• **Your goal**: Using "stored" as the search string, find the matching lines below and copy them.

[Excerpts from a dataset]
%%
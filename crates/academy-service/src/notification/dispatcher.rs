//! Notification delivery seam.
//!
//! The scheduler only writes the in-app notification row. Push, mail and
//! SMS fan-out happen downstream of the `notifications` table.

use std::sync::Arc;

use async_trait::async_trait;
use tracing::debug;

use academy_core::result::AppResult;
use academy_core::types::UserId;
use academy_database::traits::NotificationRepository;
use academy_entity::notification::{CreateNotification, NotificationType};
use academy_entity::student::{Guardian, Student};
use academy_entity::subscription::Subscription;

use super::payload::ReminderPayload;

/// A notification ready to be delivered to one user.
#[derive(Debug, Clone, PartialEq)]
pub struct OutgoingNotification {
    /// Recipient.
    pub recipient: UserId,
    /// Category.
    pub notification_type: NotificationType,
    /// Short title.
    pub title: String,
    /// Body text.
    pub message: String,
    /// The reminder data.
    pub payload: ReminderPayload,
    /// Tenant and entity context.
    pub context: serde_json::Value,
}

impl OutgoingNotification {
    /// The reminder a student receives for their own subscription.
    pub fn student_reminder(
        student: &Student,
        subscription: &Subscription,
        payload: ReminderPayload,
    ) -> Self {
        Self {
            recipient: student.user_id,
            notification_type: NotificationType::expiring_for(subscription.kind),
            title: "Subscription expiring soon".to_string(),
            message: format!(
                "Your {} expires in {} on {}. Renew to keep your sessions.",
                payload.subscription_label,
                payload.days_phrase(),
                payload.expiry_date
            ),
            context: context(subscription),
            payload,
        }
    }

    /// The reminder a guardian receives for a linked student.
    pub fn guardian_reminder(
        guardian: &Guardian,
        student: &Student,
        subscription: &Subscription,
        payload: ReminderPayload,
    ) -> Self {
        Self {
            recipient: guardian.user_id,
            notification_type: NotificationType::GuardianSubscriptionExpiring,
            title: format!("{}'s subscription is expiring", student.full_name),
            message: format!(
                "{}'s {} expires in {} on {}.",
                student.full_name,
                payload.subscription_label,
                payload.days_phrase(),
                payload.expiry_date
            ),
            context: context(subscription),
            payload,
        }
    }
}

fn context(subscription: &Subscription) -> serde_json::Value {
    serde_json::json!({
        "academy_id": subscription.academy_id,
        "subscription_id": subscription.id,
        "student_id": subscription.student_id,
    })
}

/// Delivers human-facing notifications.
#[async_trait]
pub trait NotificationDispatcher: Send + Sync {
    /// Deliver one notification.
    async fn send(&self, notification: OutgoingNotification) -> AppResult<()>;

    /// Deliver the guardian copy of an expiry reminder.
    async fn send_guardian_reminder(
        &self,
        guardian: &Guardian,
        student: &Student,
        subscription: &Subscription,
        payload: &ReminderPayload,
    ) -> AppResult<()> {
        self.send(OutgoingNotification::guardian_reminder(
            guardian,
            student,
            subscription,
            payload.clone(),
        ))
        .await
    }
}

/// Writes notifications to the `notifications` table.
#[derive(Clone)]
pub struct DbNotificationDispatcher {
    notifications: Arc<dyn NotificationRepository>,
}

impl DbNotificationDispatcher {
    /// Create a dispatcher over `notifications`.
    pub fn new(notifications: Arc<dyn NotificationRepository>) -> Self {
        Self { notifications }
    }
}

impl std::fmt::Debug for DbNotificationDispatcher {
    fn fmt(&self, f: &mut std::fmt::Formatter<'_>) -> std::fmt::Result {
        f.debug_struct("DbNotificationDispatcher").finish_non_exhaustive()
    }
}

#[async_trait]
impl NotificationDispatcher for DbNotificationDispatcher {
    async fn send(&self, notification: OutgoingNotification) -> AppResult<()> {
        let urgent = notification.payload.urgent;
        let link = Some(notification.payload.link.clone());
        let data = serde_json::to_value(&notification.payload)?;

        let stored = self
            .notifications
            .create(CreateNotification {
                user_id: notification.recipient,
                notification_type: notification.notification_type,
                title: notification.title,
                message: notification.message,
                data,
                link,
                context: notification.context,
                urgent,
            })
            .await?;

        debug!(
            notification_id = %stored.id,
            user_id = %stored.user_id,
            notification_type = %stored.notification_type,
            "Notification stored"
        );
        Ok(())
    }
}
%%
• **Response**:
        let stored = self
            notification_id = %stored.id,
            user_id = %stored.user_id,
            notification_type = %stored.notification_type,
            "Notification stored"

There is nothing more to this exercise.